# [Task statement]
Write out once more the lines running from the top of the entries below to the line with "pub enum TagServiceError", both ends included.

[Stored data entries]

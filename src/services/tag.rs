//! Tag service

use crate::db::repositories::{PostRepository, TagRepository};
use crate::models::{slugify, ListParams, PagedResult, Post, PostScope, Tag, TagWithCount};
use anyhow::Context;
use serde::Serialize;
use std::sync::Arc;

#[derive(Debug, thiserror::Error)]
pub enum TagServiceError {
    #[error("Tag not found")]
    NotFound,

    #[error("Internal error: {0}")]
    InternalError(#[from] anyhow::Error),
}

/// A tag with one page of the posts carrying it
#[derive(Debug, Clone, Serialize)]
pub struct TaggedPosts {
    pub tag: Tag,
    pub posts: PagedResult<Post>,
}

pub struct TagService {
    tag_repo: Arc<dyn TagRepository>,
    post_repo: Arc<dyn PostRepository>,
}

impl TagService {
    pub fn new(tag_repo: Arc<dyn TagRepository>, post_repo: Arc<dyn PostRepository>) -> Self {
        Self { tag_repo, post_repo }
    }

    pub async fn list(&self) -> Result<Vec<TagWithCount>, TagServiceError> {
        Ok(self
            .tag_repo
            .list_with_counts()
            .await
            .context("Failed to list tags")?)
    }

    /// Posts tagged with `slug`, newest first. The slug is normalised, so
    /// `Rust` finds the `rust` tag.
    pub async fn posts(&self, slug: &str, params: &ListParams) -> Result<TaggedPosts, TagServiceError> {
        let slug = slugify(slug);
        let tag = self
            .tag_repo
            .get_by_slug(&slug)
            .await
            .context("Failed to get tag")?
            .ok_or(TagServiceError::NotFound)?;

        let posts = self
            .post_repo
            .list(&PostScope::Tag(tag.slug.clone()), params)
            .await
            .context("Failed to list tagged posts")?;
        Ok(TaggedPosts { tag, posts })
    }
}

# [Solution to the exercise]
filename src/services/tag.rs
//! Tag service

use crate::db::repositories::{PostRepository, TagRepository};
use crate::models::{slugify, ListParams, PagedResult, Post, PostScope, Tag, TagWithCount};
use anyhow::Context;
use serde::Serialize;
use std::sync::Arc;

#[derive(Debug, thiserror::Error)]
pub enum TagServiceError {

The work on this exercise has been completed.